Actually, Thompson has returned to Apple: Before joining Microsoft as the HoloLens Audio Hardware Engineering Lead in September 2012, he worked at Apple as the senior engineering manager of the company’s CPU Software, Audio division. According to his LinkedIn profile, he was in charge of the design, implementation, and execution of built-in audio systems for Macs and the first Apple TV set-top box, as noted by AppleInsider.
As a result, another Piper Jaffray analyst, Gene Munster, sent out a note to investors – obtained by AppleInsider – pointing to this new hire as evidence of Apple’s AR projects.
“We believe AR audio is often thought of as not important or secondary to the experience, however, we believe positional audio is what sells the experience and convinces the user there is a real object in front of you or behind you,” Munster wrote. “The ability to re-create sound coming from a distinct location and changes based on proximity and direction of the object should not be overlooked.”
He was the first to report that Apple had a small team doing experimental work in the AR field.

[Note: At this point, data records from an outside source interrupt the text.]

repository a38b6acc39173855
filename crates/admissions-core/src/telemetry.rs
use crate::config::TelemetryConfig;
use std::fmt;
use tracing_subscriber::filter::ParseError;
use tracing_subscriber::EnvFilter;

#[derive(Debug)]
pub enum TelemetryError {
    EnvFilter { value: String, source: ParseError },
    Subscriber(Box<dyn std::error::Error + Send + Sync>),
}

impl fmt::Display for TelemetryError {
    fn fmt(&self, f: &mut fmt::Formatter<'_>) -> fmt::Result {
        match self {
            TelemetryError::EnvFilter { value, .. } => {
                write!(
                    f,
                    "invalid log level/filter '{}': unable to build EnvFilter",
                    value
                )
            }
            TelemetryError::Subscriber(err) => write!(f, "telemetry error: {err}"),
        }
    }
}

impl std::error::Error for TelemetryError {
    fn source(&self) -> Option<&(dyn std::error::Error + 'static)> {
        match self {
            TelemetryError::EnvFilter { source, .. } => Some(source),
            TelemetryError::Subscriber(err) => Some(&**err),
        }
    }
}

pub fn init(config: &TelemetryConfig) -> Result<(), TelemetryError> {
    let env_filter = match EnvFilter::try_from_default_env() {
        Ok(filter) => filter,
        Err(_) => {
            EnvFilter::try_new(&config.log_level).map_err(|source| TelemetryError::EnvFilter {
                value: config.log_level.clone(),
                source,
            })?
        }
    };

    tracing_subscriber::fmt()
        .with_env_filter(env_filter)
        .with_target(false)
        .compact()
        .with_ansi(false)
        .try_init()
        .map_err(TelemetryError::Subscriber)
}
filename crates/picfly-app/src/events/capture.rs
use picfly_capture::CaptureError;
use picfly_clients::UploadPayload;
use picfly_io::Notification;

use super::{ActionContext, preview};

/// Let the user pick a region and return it as PNG bytes.
///
/// `Err` carries the notification to show; `Ok(None)` means the selection was abandoned and
/// nothing should be reported.
async fn select_png(ctx: &ActionContext) -> Result<Option<Vec<u8>>, Notification> {
    let selector = ctx.state.selector.clone();
    let cancel = ctx.cancel.clone();

    let result = tokio::task::spawn_blocking(move || {
        let region = selector.select(&cancel)?;
        region.map(|region| region.to_png()).transpose()
    })
    .await;
    ctx.selection_finished();

    match result {
        Ok(Ok(png)) => Ok(png),
        Ok(Err(CaptureError::Busy)) => {
            tracing::info!("selector already active, dropping command");
            Ok(None)
        }
        Ok(Err(e)) => Err(ctx.error(e)),
        Err(e) => {
            tracing::error!("selection task failed: {e}");
            Err(ctx.error(CaptureError::Overlay(e.to_string())))
        }
    }
}

pub async fn handle_capture_upload(ctx: &ActionContext) -> Option<Notification> {
    let png = match select_png(ctx).await {
        Ok(Some(png)) => png,
        Ok(None) => return None,
        Err(notification) => return Some(notification),
    };

    tracing::debug!(bytes = png.len(), "uploading selection");
    let uploaded = ctx
        .cancel
        .run_until_cancelled(ctx.state.uploader.upload(UploadPayload::Bytes(png)))
        .await?;

    Some(match uploaded {
        Ok(link) => ctx.link_ready(&link),
        Err(e) => ctx.error(e),
    })
}

pub async fn handle_capture_ocr(ctx: &ActionContext) -> Option<Notification> {
    let png = match select_png(ctx).await {
        Ok(Some(png)) => png,
        Ok(None) => return None,
        Err(notification) => return Some(notification),
    };

    tracing::debug!(bytes = png.len(), "recognizing selection");
    let recognized = ctx
        .cancel
        .run_until_cancelled(ctx.state.ocr.recognize(UploadPayload::Bytes(png)))
        .await?;

    Some(match recognized {
        Ok(text) => ctx.text_ready(&text),
        Err(e) => ctx.error(e),
    })
}

impl ActionContext {
    /// Copy the link and report it.
    pub fn link_ready(&self, link: &str) -> Notification {
        tracing::info!(%link, "upload finished");
        self.copy(link);
        self.info(format!("Link copied: {link}"))
    }

    pub fn text_ready(&self, text: &str) -> Notification {
        let text = text.trim();
        if text.is_empty() {
            return self.info("No text found");
        }
        tracing::info!(chars = text.chars().count(), "text recognized");
        self.copy(text);
        self.info(format!("Text copied: {}", preview(text)))
    }

    fn copy(&self, text: &str) {
        if let Err(e) = self.state.clipboard.write_text(text) {
            tracing::warn!("failed to write clipboard: {e}");
        }
    }
}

Fact is, if we look back over Apple’s recent company acquisitions, we find further evidence for such a project: The iPhone maker acquired German augmented reality firm Metaio just recently, in May. Also, it acquired PrimeSense, a company that designed hardware powering Microsoft’s first-generation Kinect sensor.
Munster also highlights some potential uses of augmented reality: Apple could use it for indoor navigation and a telepresence call, he writes. What seems to be certain to the analyst is that Apple is “preparing for the next evolution of computing.”